Among the entries below, extract exactly the lines that run from the one with "impl From<Interval> for" through the one with "use crate::profiles;", both ends included.
'''
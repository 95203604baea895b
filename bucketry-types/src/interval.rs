//! Bucket sizes for time-series charts.
//!
//! An [`Interval`] is the span of time represented by one data point, written
//! the way chart and query APIs expect it: `"1m"`, `"15m"`, `"4h"`, `"1d"`.

use alloc::string::{String, ToString};
use core::fmt;
use core::str::FromStr;
use core::time::Duration;

/// Unit of an [`Interval`].
#[derive(Debug, Clone, Copy, PartialEq, Eq, PartialOrd, Ord, Hash)]
pub enum IntervalUnit {
    Minute,
    Hour,
    Day,
    Week,
}

impl IntervalUnit {
    /// Length of one unit in minutes.
    pub const fn minutes(&self) -> u64 {
        match self {
            IntervalUnit::Minute => 1,
            IntervalUnit::Hour => 60,
            IntervalUnit::Day => 1_440,
            IntervalUnit::Week => 10_080,
        }
    }

    /// Label suffix for this unit.
    pub const fn suffix(&self) -> &'static str {
        match self {
            IntervalUnit::Minute => "m",
            IntervalUnit::Hour => "h",
            IntervalUnit::Day => "d",
            IntervalUnit::Week => "w",
        }
    }

    fn from_suffix(suffix: &str) -> Option<Self> {
        match suffix {
            "m" => Some(IntervalUnit::Minute),
            "h" => Some(IntervalUnit::Hour),
            "d" => Some(IntervalUnit::Day),
            "w" => Some(IntervalUnit::Week),
            _ => None,
        }
    }
}

/// A time-series bucket size such as `5m` or `1d`.
///
/// Intervals compare by their length in time, so `60m` and `1h` are
/// different values (different labels) but `1h < 1d`.
#[derive(Debug, Clone, Copy, PartialEq, Eq, Hash)]
#[cfg_attr(feature = "serde", derive(serde::Serialize, serde::Deserialize))]
#[cfg_attr(feature = "serde", serde(try_from = "String", into = "String"))]
pub struct Interval {
    count: u32,
    unit: IntervalUnit,
}

impl Interval {
    /// Create an interval of `count` units.
    ///
    /// # Panics
    ///
    /// Panics if `count` is zero. Use [`Interval::try_new`] for untrusted input.
    pub const fn new(count: u32, unit: IntervalUnit) -> Self {
        assert!(count > 0, "interval count must be positive");
        Self { count, unit }
    }

    /// Create an interval, returning `None` for a zero count.
    pub const fn try_new(count: u32, unit: IntervalUnit) -> Option<Self> {
        if count == 0 {
            None
        } else {
            Some(Self { count, unit })
        }
    }

    /// `count` minutes.
    pub const fn mins(count: u32) -> Self {
        Self::new(count, IntervalUnit::Minute)
    }

    /// `count` hours.
    pub const fn hours(count: u32) -> Self {
        Self::new(count, IntervalUnit::Hour)
    }

    /// `count` days.
    pub const fn days(count: u32) -> Self {
        Self::new(count, IntervalUnit::Day)
    }

    /// `count` weeks.
    pub const fn weeks(count: u32) -> Self {
        Self::new(count, IntervalUnit::Week)
    }

    /// Number of units.
    pub const fn count(&self) -> u32 {
        self.count
    }

    /// The unit.
    pub const fn unit(&self) -> IntervalUnit {
        self.unit
    }

    /// Length of the interval in minutes.
    pub const fn minutes(&self) -> u64 {
        self.count as u64 * self.unit.minutes()
    }

    /// Length of the interval as a standard Duration.
    pub const fn to_duration(&self) -> Duration {
        Duration::from_secs(self.minutes() * 60)
    }
}

impl PartialOrd for Interval {
    fn partial_cmp(&self, other: &Self) -> Option<core::cmp::Ordering> {
        Some(self.cmp(other))
    }
}

impl Ord for Interval {
    fn cmp(&self, other: &Self) -> core::cmp::Ordering {
        self.minutes()
            .cmp(&other.minutes())
            .then(self.unit.cmp(&other.unit))
    }
}

impl fmt::Display for Interval {
    fn fmt(&self, f: &mut fmt::Formatter<'_>) -> fmt::Result {
        write!(f, "{}{}", self.count, self.unit.suffix())
    }
}

/// Error returned when an interval label cannot be parsed.
#[derive(Debug, Clone, PartialEq, Eq)]
pub struct ParseIntervalError {
    input: String,
}

impl ParseIntervalError {
    /// The rejected input.
    pub fn input(&self) -> &str {
        &self.input
    }
}

impl fmt::Display for ParseIntervalError {
    fn fmt(&self, f: &mut fmt::Formatter<'_>) -> fmt::Result {
        write!(f, "invalid interval: {:?}", self.input)
    }
}

#[cfg(feature = "std")]
impl std::error::Error for ParseIntervalError {}

impl FromStr for Interval {
    type Err = ParseIntervalError;

    fn from_str(s: &str) -> Result<Self, Self::Err> {
        let err = || ParseIntervalError {
            input: s.to_string(),
        };
        let trimmed = s.trim();
        let split = trimmed
            .find(|c: char| !c.is_ascii_digit())
            .ok_or_else(err)?;
        let (digits, suffix) = trimmed.split_at(split);
        let count: u32 = digits.parse().map_err(|_| err())?;
        let unit = IntervalUnit::from_suffix(suffix).ok_or_else(err)?;
        Self::try_new(count, unit).ok_or_else(err)
    }
}

impl TryFrom<String> for Interval {
    type Error = ParseIntervalError;

    fn try_from(value: String) -> Result<Self, Self::Error> {
        value.parse()
    }
}

impl From<Interval> for String {
    fn from(interval: Interval) -> Self {
        interval.to_string()
    }
}
//! Error types for granularity resolution.

use thiserror::Error;

/// Errors that can occur while building ladders or resolving intervals.
#[derive(Debug, Error)]
pub enum Error {
    /// A ladder was built without a fallback step.
    #[error("At least one step in the ladder must start at 0")]
    MissingZeroStep,

    /// A period shorthand could not be parsed.
    #[error("Invalid period: {0:?}")]
    InvalidPeriod(String),

    /// Settings could not be loaded.
    #[error("Failed to load settings: {0}")]
    Config(#[from] config::ConfigError),
}

/// Result alias for this crate.
pub type Result<T> = std::result::Result<T, Error>;
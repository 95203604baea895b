//! Time range to bucket size resolution.
//!
//! The free functions use [`DEFAULT_STATS_PERIOD`] and log anomalies through
//! `tracing`. A [`Resolver`] carries its own default period and
//! [`DiagnosticHook`], usually built from [`Settings`].

use std::sync::Arc;

use bucketry_types::{Fidelity, Interval, TimeRange};
use serde::Serialize;
use tracing::debug;

use crate::diagnostics::{DiagnosticHook, TracingHook};
use crate::error::Result;
use crate::ladder::GranularityLadder;
use crate::period::{parse_period, DEFAULT_STATS_PERIOD};
use crate::profiles;
use crate::settings::Settings;

/// Length of a time range in whole minutes.
///
/// Absolute bounds win over the period. Without bounds or period the
/// default period is used.
pub fn diff_in_minutes(range: &TimeRange) -> Result<i64> {
    diff_with_default(range, DEFAULT_STATS_PERIOD)
}

/// Bucket size for `range` under a fidelity profile.
pub fn interval(range: &TimeRange, fidelity: Fidelity) -> Result<Interval> {
    let minutes = diff_in_minutes(range)?;
    Ok(profiles::ladder(fidelity).interval_for(minutes))
}

/// Bucket size for `range` on the events series API.
pub fn series_api_interval(range: &TimeRange) -> Result<Interval> {
    let minutes = diff_in_minutes(range)?;
    Ok(profiles::series_api_ladder().interval_for(minutes))
}

fn diff_with_default(range: &TimeRange, default_period: &str) -> Result<i64> {
    if let Some((start, end)) = range.bounds() {
        return Ok(end.minutes_since(start));
    }

    let period = range.period.as_deref().unwrap_or(default_period);
    let secs = parse_period(period)?.as_secs();
    Ok(i64::try_from(secs / 60).unwrap_or(i64::MAX))
}

/// Outcome of resolving one range, as reported by the CLI.
#[derive(Debug, Clone, PartialEq, Eq, Serialize)]
pub struct Resolution {
    /// Profile used, `None` for the series API ladder.
    #[serde(skip_serializing_if = "Option::is_none")]
    pub fidelity: Option<Fidelity>,
    /// Range length in minutes.
    pub minutes: i64,
    /// Selected bucket size.
    pub interval: Interval,
    /// Number of buckets a chart will draw for the range.
    pub bucket_count: u64,
}

impl Resolution {
    fn new(fidelity: Option<Fidelity>, minutes: i64, interval: Interval) -> Self {
        Self {
            fidelity,
            minutes,
            interval,
            bucket_count: bucket_count(minutes, interval),
        }
    }
}

/// Buckets needed to cover `minutes`, 0 for empty or negative ranges.
pub fn bucket_count(minutes: i64, interval: Interval) -> u64 {
    if minutes <= 0 {
        return 0;
    }
    (minutes as u64).div_ceil(interval.minutes())
}

/// Resolves ranges with a configured default period and diagnostic hook.
#[derive(Clone)]
pub struct Resolver {
    default_period: String,
    hook: Arc<dyn DiagnosticHook>,
}

impl std::fmt::Debug for Resolver {
    fn fmt(&self, f: &mut std::fmt::Formatter<'_>) -> std::fmt::Result {
        f.debug_struct("Resolver")
            .field("default_period", &self.default_period)
            .finish_non_exhaustive()
    }
}

impl Default for Resolver {
    fn default() -> Self {
        Self {
            default_period: DEFAULT_STATS_PERIOD.to_string(),
            hook: Arc::new(TracingHook),
        }
    }
}

impl Resolver {
    /// Create a resolver from settings.
    pub fn new(settings: &Settings) -> Self {
        Self {
            default_period: settings.default_period.clone(),
            ..Default::default()
        }
    }

    /// Replace the diagnostic hook.
    pub fn with_hook(mut self, hook: Arc<dyn DiagnosticHook>) -> Self {
        self.hook = hook;
        self
    }

    /// The period used for ranges without bounds or period.
    pub fn default_period(&self) -> &str {
        &self.default_period
    }

    /// Length of a range in whole minutes.
    pub fn diff_in_minutes(&self, range: &TimeRange) -> Result<i64> {
        diff_with_default(range, &self.default_period)
    }

    /// Bucket size for `range` under a fidelity profile.
    pub fn interval(&self, range: &TimeRange, fidelity: Fidelity) -> Result<Interval> {
        Ok(self.resolve(range, fidelity)?.interval)
    }

    /// Bucket size for `range` on the events series API.
    pub fn series_api_interval(&self, range: &TimeRange) -> Result<Interval> {
        Ok(self.resolve_series_api(range)?.interval)
    }

    /// Resolve a range under a fidelity profile.
    pub fn resolve(&self, range: &TimeRange, fidelity: Fidelity) -> Result<Resolution> {
        self.resolve_on(range, Some(fidelity), profiles::ladder(fidelity))
    }

    /// Resolve a range on the series API ladder.
    pub fn resolve_series_api(&self, range: &TimeRange) -> Result<Resolution> {
        self.resolve_on(range, None, profiles::series_api_ladder())
    }

    /// Resolve a range under every fidelity profile.
    pub fn resolve_all(&self, range: &TimeRange) -> Result<Vec<Resolution>> {
        let minutes = self.diff_in_minutes(range)?;
        Ok(Fidelity::ALL
            .into_iter()
            .map(|fidelity| {
                let interval = profiles::ladder(fidelity).interval_for_with(minutes, &*self.hook);
                Resolution::new(Some(fidelity), minutes, interval)
            })
            .collect())
    }

    fn resolve_on(
        &self,
        range: &TimeRange,
        fidelity: Option<Fidelity>,
        ladder: &GranularityLadder,
    ) -> Result<Resolution> {
        let minutes = self.diff_in_minutes(range)?;
        let interval = ladder.interval_for_with(minutes, &*self.hook);
        debug!(minutes, %interval, ?fidelity, "Resolved interval");
        Ok(Resolution::new(fidelity, minutes, interval))
    }
}
//! Named fidelity profiles.

use alloc::string::{String, ToString};
use core::fmt;
use core::str::FromStr;

/// How aggressively a feature buckets time.
///
/// Each profile maps to one granularity ladder. Issue lists use coarser
/// buckets than span latency charts, for example.
#[derive(Debug, Clone, Copy, PartialEq, Eq, Hash, Default)]
#[cfg_attr(feature = "serde", derive(serde::Serialize, serde::Deserialize))]
#[cfg_attr(feature = "serde", serde(rename_all = "kebab-case"))]
pub enum Fidelity {
    High,
    #[default]
    Medium,
    Low,
    Metrics,
    Issues,
    Spans,
    SpansLow,
}

impl Fidelity {
    /// Every profile, finest first as listed in the product.
    pub const ALL: [Fidelity; 7] = [
        Fidelity::High,
        Fidelity::Medium,
        Fidelity::Low,
        Fidelity::Metrics,
        Fidelity::Issues,
        Fidelity::Spans,
        Fidelity::SpansLow,
    ];

    /// The profile's name as used in query strings and config files.
    pub const fn as_str(&self) -> &'static str {
        match self {
            Fidelity::High => "high",
            Fidelity::Medium => "medium",
            Fidelity::Low => "low",
            Fidelity::Metrics => "metrics",
            Fidelity::Issues => "issues",
            Fidelity::Spans => "spans",
            Fidelity::SpansLow => "spans-low",
        }
    }
}

impl fmt::Display for Fidelity {
    fn fmt(&self, f: &mut fmt::Formatter<'_>) -> fmt::Result {
        f.write_str(self.as_str())
    }
}

const EXPECTED: &str = "high, medium, low, metrics, issues, spans, spans-low";

/// Error returned for an unknown fidelity name.
#[derive(Debug, Clone, PartialEq, Eq)]
pub struct ParseFidelityError {
    input: String,
}

impl fmt::Display for ParseFidelityError {
    fn fmt(&self, f: &mut fmt::Formatter<'_>) -> fmt::Result {
        write!(f, "unknown fidelity {:?} (expected one of: {})", self.input, EXPECTED)
    }
}

#[cfg(feature = "std")]
impl std::error::Error for ParseFidelityError {}

impl FromStr for Fidelity {
    type Err = ParseFidelityError;

    fn from_str(s: &str) -> Result<Self, Self::Err> {
        Fidelity::ALL
            .into_iter()
            .find(|f| f.as_str() == s.trim())
            .ok_or_else(|| ParseFidelityError {
                input: s.to_string(),
            })
    }
}

#[cfg(test)]
mod tests {
    use super::*;

    #[test]
    fn test_names_round_trip() {
        for fidelity in Fidelity::ALL {
            assert_eq!(fidelity.as_str().parse::<Fidelity>().unwrap(), fidelity);
        }
    }

    #[test]
    fn test_default_is_medium() {
        assert_eq!(Fidelity::default(), Fidelity::Medium);
    }

    #[test]
    fn test_unknown_name() {
        let err = "ultra".parse::<Fidelity>().unwrap_err();
        assert!(err.to_string().contains("ultra"));
        assert!("SpansLow".parse::<Fidelity>().is_err());
    }

    #[test]
    fn test_display_uses_kebab_case() {
        assert_eq!(Fidelity::SpansLow.to_string(), "spans-low");
    }

    #[cfg(feature = "serde")]
    #[test]
    fn test_serde_names() {
        let json = serde_json::to_string(&Fidelity::SpansLow).unwrap();
        assert_eq!(json, "\"spans-low\"");
        let back: Fidelity = serde_json::from_str("\"issues\"").unwrap();
        assert_eq!(back, Fidelity::Issues);
    }
}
'''
## Solution for this exercise
impl From<Interval> for String {
    fn from(interval: Interval) -> Self {
        interval.to_string()
    }
}
//! Error types for granularity resolution.

use thiserror::Error;

/// Errors that can occur while building ladders or resolving intervals.
#[derive(Debug, Error)]
pub enum Error {
    /// A ladder was built without a fallback step.
    #[error("At least one step in the ladder must start at 0")]
    MissingZeroStep,

    /// A period shorthand could not be parsed.
    #[error("Invalid period: {0:?}")]
    InvalidPeriod(String),

    /// Settings could not be loaded.
    #[error("Failed to load settings: {0}")]
    Config(#[from] config::ConfigError),
}

/// Result alias for this crate.
pub type Result<T> = std::result::Result<T, Error>;
repository 95203604baea895b
//! Time range to bucket size resolution.
//!
//! The free functions use [`DEFAULT_STATS_PERIOD`] and log anomalies through
//! `tracing`. A [`Resolver`] carries its own default period and
//! [`DiagnosticHook`], usually built from [`Settings`].

use std::sync::Arc;

use bucketry_types::{Fidelity, Interval, TimeRange};
use serde::Serialize;
use tracing::debug;

use crate::diagnostics::{DiagnosticHook, TracingHook};
use crate::error::Result;
use crate::ladder::GranularityLadder;
use crate::period::{parse_period, DEFAULT_STATS_PERIOD};
use crate::profiles;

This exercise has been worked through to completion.